*INFORMATION GIVEN*.
mod common;

use common::{item, FixedExtractor, Scripted, ScriptedFetcher};
use hotspot_collector::{ArticleStore, Collector, KeywordEnricher, SourceKind};
use std::collections::HashMap;
use std::sync::Arc;

async fn store() -> Arc<ArticleStore> {
    let _ = tracing_subscriber::fmt().try_init();
    Arc::new(ArticleStore::in_memory().await.expect("in-memory store"))
}

#[tokio::test]
async fn keywords_become_tags_on_the_article() {
    let store = store().await;
    let article = store
        .insert_article("AI advances", "https://x/ai", None, None, Some("Deep learning."))
        .await
        .unwrap();

    let enricher = KeywordEnricher::new(
        store.clone(),
        Arc::new(FixedExtractor::keywords(&["artificial intelligence", "deep learning"])),
    );

    let names = enricher.enrich_article(&article).await;
    assert_eq!(names, vec!["artificial intelligence", "deep learning"]);

    let tags = store.tags_for_article(article.id).await.unwrap();
    let tag_names: Vec<_> = tags.iter().map(|t| t.name.as_str()).collect();
    assert_eq!(tag_names, vec!["artificial intelligence", "deep learning"]);
}

#[tokio::test]
async fn keyword_casing_dedups_first_occurrence_wins() {
    let store = store().await;
    let article = store
        .insert_article("Rust news", "https://x/rust", None, None, None)
        .await
        .unwrap();

    let enricher = KeywordEnricher::new(
        store.clone(),
        Arc::new(FixedExtractor::keywords(&["Rust", "rust", "RUST", "AI"])),
    );

    let names = enricher.enrich_article(&article).await;
    assert_eq!(names, vec!["Rust", "AI"]);
    assert_eq!(store.list_tags().await.unwrap().len(), 2);
}

#[tokio::test]
async fn enrichment_is_idempotent() {
    let store = store().await;
    let article = store
        .insert_article("Title", "https://x/t", None, None, Some("Summary"))
        .await
        .unwrap();

    let enricher = KeywordEnricher::new(
        store.clone(),
        Arc::new(FixedExtractor::keywords(&["alpha", "beta"])),
    );

    let first = enricher.enrich_article(&article).await;
    let second = enricher.enrich_article(&article).await;
    assert_eq!(first, second);

    // Same final tag set, no duplicated tags or links.
    assert_eq!(store.tags_for_article(article.id).await.unwrap().len(), 2);
    assert_eq!(store.list_tags().await.unwrap().len(), 2);
}

#[tokio::test]
async fn tags_are_shared_between_articles_never_duplicated() {
    let store = store().await;
    let first = store
        .insert_article("One", "https://x/1", None, None, None)
        .await
        .unwrap();
    let second = store
        .insert_article("Two", "https://x/2", None, None, None)
        .await
        .unwrap();

    let enricher = KeywordEnricher::new(
        store.clone(),
        Arc::new(FixedExtractor::keywords(&["shared"])),
    );

    enricher.enrich_article(&first).await;
    enricher.enrich_article(&second).await;

    let tags = store.list_tags().await.unwrap();
    assert_eq!(tags.len(), 1);
    assert_eq!(tags[0].name, "shared");
}

#[tokio::test]
async fn disabled_extraction_leaves_existing_tags_alone() {
    let store = store().await;
    let article = store
        .insert_article("Keep my tags", "https://x/keep", None, None, None)
        .await
        .unwrap();

    let working = KeywordEnricher::new(
        store.clone(),
        Arc::new(FixedExtractor::keywords(&["existing"])),
    );
    assert_eq!(working.enrich_article(&article).await, vec!["existing"]);

    let disabled = KeywordEnricher::new(store.clone(), Arc::new(FixedExtractor::disabled()));
    assert!(disabled.enrich_article(&article).await.is_empty());

    let failed = KeywordEnricher::new(store.clone(), Arc::new(FixedExtractor::failed("api down")));
    assert!(failed.enrich_article(&article).await.is_empty());

    // The previous call's result survives both degraded modes.
    let tags = store.tags_for_article(article.id).await.unwrap();
    assert_eq!(tags.len(), 1);
    assert_eq!(tags[0].name, "existing");
}

#[tokio::test]
async fn successful_empty_extraction_replaces_the_tag_set() {
    let store = store().await;
    let article = store
        .insert_article("Shrinking", "https://x/shrink", None, None, None)
        .await
        .unwrap();

    let working = KeywordEnricher::new(
        store.clone(),
        Arc::new(FixedExtractor::keywords(&["old"])),
    );
    working.enrich_article(&article).await;

    let empty = KeywordEnricher::new(store.clone(), Arc::new(FixedExtractor::keywords(&[])));
    assert!(empty.enrich_article(&article).await.is_empty());

    assert!(store.tags_for_article(article.id).await.unwrap().is_empty());
}

#[tokio::test]
async fn sweep_only_touches_untagged_articles() {
    let store = store().await;
    let tagged = store
        .insert_article("Already tagged", "https://x/tagged", None, None, None)
        .await
        .unwrap();
    store
        .replace_article_tags(tagged.id, &["manual-tag".to_string()])
        .await
        .unwrap();

    store
        .insert_article("Untagged one", "https://x/u1", None, None, None)
        .await
        .unwrap();
    store
        .insert_article("Untagged two", "https://x/u2", None, None, None)
        .await
        .unwrap();

    let enricher = KeywordEnricher::new(
        store.clone(),
        Arc::new(FixedExtractor::keywords(&["swept"])),
    );

    let report = enricher.enrich_untagged().await;
    assert_eq!(report.articles_seen, 2);
    assert_eq!(report.articles_tagged, 2);
    assert!(report.errors.is_empty());

    // The already-tagged article keeps its original tag.
    let tags = store.tags_for_article(tagged.id).await.unwrap();
    assert_eq!(tags.len(), 1);
    assert_eq!(tags[0].name, "manual-tag");
}

#[tokio::test]
async fn sweep_with_disabled_extractor_tags_nothing_and_reports_no_errors() {
    let store = store().await;
    store
        .insert_article("Untagged", "https://x/u", None, None, None)
        .await
        .unwrap();

    let enricher = KeywordEnricher::new(store.clone(), Arc::new(FixedExtractor::disabled()));
    let report = enricher.enrich_untagged().await;

    assert_eq!(report.articles_seen, 1);
    assert_eq!(report.articles_tagged, 0);
    assert!(report.errors.is_empty());
}

#[tokio::test]
async fn collection_enriches_newly_inserted_articles() {
    let store = store().await;
    let source_id = store
        .add_source("Feed", &SourceKind::Feed, Some("https://x/feed"))
        .await
        .unwrap();

    let mut plan = HashMap::new();
    plan.insert(source_id, Scripted::Items(vec![item("https://x/new", "New")]));
    let (fetcher, _) = ScriptedFetcher::new(plan);

    let enricher = Arc::new(KeywordEnricher::new(
        store.clone(),
        Arc::new(FixedExtractor::keywords(&["fresh"])),
    ));
    let collector = Collector::new(store.clone(), Arc::new(fetcher)).with_enricher(enricher);

    let result = collector.run_all().await;
    assert_eq!(result.articles_added, 1);

    let articles = store.articles_for_source(source_id).await.unwrap();
    let tags = store.tags_for_article(articles[0].id).await.unwrap();
    assert_eq!(tags.len(), 1);
    assert_eq!(tags[0].name, "fresh");
}

#[tokio::test]
async fn disabled_extraction_never_blocks_insertion() {
    let store = store().await;
    let source_id = store
        .add_source("Feed", &SourceKind::Feed, Some("https://x/feed"))
        .await
        .unwrap();

    let mut plan = HashMap::new();
    plan.insert(source_id, Scripted::Items(vec![item("https://x/no-kw", "No keywords")]));
    let (fetcher, _) = ScriptedFetcher::new(plan);

    let enricher = Arc::new(KeywordEnricher::new(
        store.clone(),
        Arc::new(FixedExtractor::disabled()),
    ));
    let collector = Collector::new(store.clone(), Arc::new(fetcher)).with_enricher(enricher);

    let result = collector.run_all().await;
    assert_eq!(result.sources_ok, 1);
    assert_eq!(result.articles_added, 1);

    let articles = store.articles_for_source(source_id).await.unwrap();
    assert_eq!(articles.len(), 1);
    assert!(store.tags_for_article(articles[0].id).await.unwrap().is_empty());
}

*EXERCISE GOAL*. Every single line of the data above must be set down again exactly.

*YOUR RESPONSE*.
mod common;

use common::{item, FixedExtractor, Scripted, ScriptedFetcher};
use hotspot_collector::{ArticleStore, Collector, KeywordEnricher, SourceKind};
use std::collections::HashMap;
use std::sync::Arc;

async fn store() -> Arc<ArticleStore> {
    let _ = tracing_subscriber::fmt().try_init();
    Arc::new(ArticleStore::in_memory().await.expect("in-memory store"))
}

#[tokio::test]
async fn keywords_become_tags_on_the_article() {
    let store = store().await;
    let article = store
        .insert_article("AI advances", "https://x/ai", None, None, Some("Deep learning."))
        .await
        .unwrap();

    let enricher = KeywordEnricher::new(
        store.clone(),
        Arc::new(FixedExtractor::keywords(&["artificial intelligence", "deep learning"])),
    );

    let names = enricher.enrich_article(&article).await;
    assert_eq!(names, vec!["artificial intelligence", "deep learning"]);

    let tags = store.tags_for_article(article.id).await.unwrap();
    let tag_names: Vec<_> = tags.iter().map(|t| t.name.as_str()).collect();
    assert_eq!(tag_names, vec!["artificial intelligence", "deep learning"]);
}

#[tokio::test]
async fn keyword_casing_dedups_first_occurrence_wins() {
    let store = store().await;
    let article = store
        .insert_article("Rust news", "https://x/rust", None, None, None)
        .await
        .unwrap();

    let enricher = KeywordEnricher::new(
        store.clone(),
        Arc::new(FixedExtractor::keywords(&["Rust", "rust", "RUST", "AI"])),
    );

    let names = enricher.enrich_article(&article).await;
    assert_eq!(names, vec!["Rust", "AI"]);
    assert_eq!(store.list_tags().await.unwrap().len(), 2);
}

#[tokio::test]
async fn enrichment_is_idempotent() {
    let store = store().await;
    let article = store
        .insert_article("Title", "https://x/t", None, None, Some("Summary"))
        .await
        .unwrap();

    let enricher = KeywordEnricher::new(
        store.clone(),
        Arc::new(FixedExtractor::keywords(&["alpha", "beta"])),
    );

    let first = enricher.enrich_article(&article).await;
    let second = enricher.enrich_article(&article).await;
    assert_eq!(first, second);

    // Same final tag set, no duplicated tags or links.
    assert_eq!(store.tags_for_article(article.id).await.unwrap().len(), 2);
    assert_eq!(store.list_tags().await.unwrap().len(), 2);
}

#[tokio::test]
async fn tags_are_shared_between_articles_never_duplicated() {
    let store = store().await;
    let first = store
        .insert_article("One", "https://x/1", None, None, None)
        .await
        .unwrap();
    let second = store
        .insert_article("Two", "https://x/2", None, None, None)
        .await
        .unwrap();

    let enricher = KeywordEnricher::new(
        store.clone(),
        Arc::new(FixedExtractor::keywords(&["shared"])),
    );

    enricher.enrich_article(&first).await;
    enricher.enrich_article(&second).await;

    let tags = store.list_tags().await.unwrap();
    assert_eq!(tags.len(), 1);
    assert_eq!(tags[0].name, "shared");
}

#[tokio::test]
async fn disabled_extraction_leaves_existing_tags_alone() {
    let store = store().await;
    let article = store
        .insert_article("Keep my tags", "https://x/keep", None, None, None)
        .await
        .unwrap();

    let working = KeywordEnricher::new(
        store.clone(),
        Arc::new(FixedExtractor::keywords(&["existing"])),
    );
    assert_eq!(working.enrich_article(&article).await, vec!["existing"]);

    let disabled = KeywordEnricher::new(store.clone(), Arc::new(FixedExtractor::disabled()));
    assert!(disabled.enrich_article(&article).await.is_empty());

    let failed = KeywordEnricher::new(store.clone(), Arc::new(FixedExtractor::failed("api down")));
    assert!(failed.enrich_article(&article).await.is_empty());

    // The previous call's result survives both degraded modes.
    let tags = store.tags_for_article(article.id).await.unwrap();
    assert_eq!(tags.len(), 1);
    assert_eq!(tags[0].name, "existing");
}

#[tokio::test]
async fn successful_empty_extraction_replaces_the_tag_set() {
    let store = store().await;
    let article = store
        .insert_article("Shrinking", "https://x/shrink", None, None, None)
        .await
        .unwrap();

    let working = KeywordEnricher::new(
        store.clone(),
        Arc::new(FixedExtractor::keywords(&["old"])),
    );
    working.enrich_article(&article).await;

    let empty = KeywordEnricher::new(store.clone(), Arc::new(FixedExtractor::keywords(&[])));
    assert!(empty.enrich_article(&article).await.is_empty());

    assert!(store.tags_for_article(article.id).await.unwrap().is_empty());
}

#[tokio::test]
async fn sweep_only_touches_untagged_articles() {
    let store = store().await;
    let tagged = store
        .insert_article("Already tagged", "https://x/tagged", None, None, None)
        .await
        .unwrap();
    store
        .replace_article_tags(tagged.id, &["manual-tag".to_string()])
        .await
        .unwrap();

    store
        .insert_article("Untagged one", "https://x/u1", None, None, None)
        .await
        .unwrap();
    store
        .insert_article("Untagged two", "https://x/u2", None, None, None)
        .await
        .unwrap();

    let enricher = KeywordEnricher::new(
        store.clone(),
        Arc::new(FixedExtractor::keywords(&["swept"])),
    );

    let report = enricher.enrich_untagged().await;
    assert_eq!(report.articles_seen, 2);
    assert_eq!(report.articles_tagged, 2);
    assert!(report.errors.is_empty());

    // The already-tagged article keeps its original tag.
    let tags = store.tags_for_article(tagged.id).await.unwrap();
    assert_eq!(tags.len(), 1);
    assert_eq!(tags[0].name, "manual-tag");
}

#[tokio::test]
async fn sweep_with_disabled_extractor_tags_nothing_and_reports_no_errors() {
    let store = store().await;
    store
        .insert_article("Untagged", "https://x/u", None, None, None)
        .await
        .unwrap();

    let enricher = KeywordEnricher::new(store.clone(), Arc::new(FixedExtractor::disabled()));
    let report = enricher.enrich_untagged().await;

    assert_eq!(report.articles_seen, 1);
    assert_eq!(report.articles_tagged, 0);
    assert!(report.errors.is_empty());
}

#[tokio::test]
async fn collection_enriches_newly_inserted_articles() {
    let store = store().await;
    let source_id = store
        .add_source("Feed", &SourceKind::Feed, Some("https://x/feed"))
        .await
        .unwrap();

    let mut plan = HashMap::new();
    plan.insert(source_id, Scripted::Items(vec![item("https://x/new", "New")]));
    let (fetcher, _) = ScriptedFetcher::new(plan);

    let enricher = Arc::new(KeywordEnricher::new(
        store.clone(),
        Arc::new(FixedExtractor::keywords(&["fresh"])),
    ));
    let collector = Collector::new(store.clone(), Arc::new(fetcher)).with_enricher(enricher);

    let result = collector.run_all().await;
    assert_eq!(result.articles_added, 1);

    let articles = store.articles_for_source(source_id).await.unwrap();
    let tags = store.tags_for_article(articles[0].id).await.unwrap();
    assert_eq!(tags.len(), 1);
    assert_eq!(tags[0].name, "fresh");
}

#[tokio::test]
async fn disabled_extraction_never_blocks_insertion() {
    let store = store().await;
    let source_id = store
        .add_source("Feed", &SourceKind::Feed, Some("https://x/feed"))
        .await
        .unwrap();

    let mut plan = HashMap::new();
    plan.insert(source_id, Scripted::Items(vec![item("https://x/no-kw", "No keywords")]));
    let (fetcher, _) = ScriptedFetcher::new(plan);

    let enricher = Arc::new(KeywordEnricher::new(
        store.clone(),
        Arc::new(FixedExtractor::disabled()),
    ));
    let collector = Collector::new(store.clone(), Arc::new(fetcher)).with_enricher(enricher);

    let result = collector.run_all().await;
    assert_eq!(result.sources_ok, 1);
    assert_eq!(result.articles_added, 1);

    let articles = store.articles_for_source(source_id).await.unwrap();
    assert_eq!(articles.len(), 1);
    assert!(store.tags_for_article(articles[0].id).await.unwrap().is_empty());
}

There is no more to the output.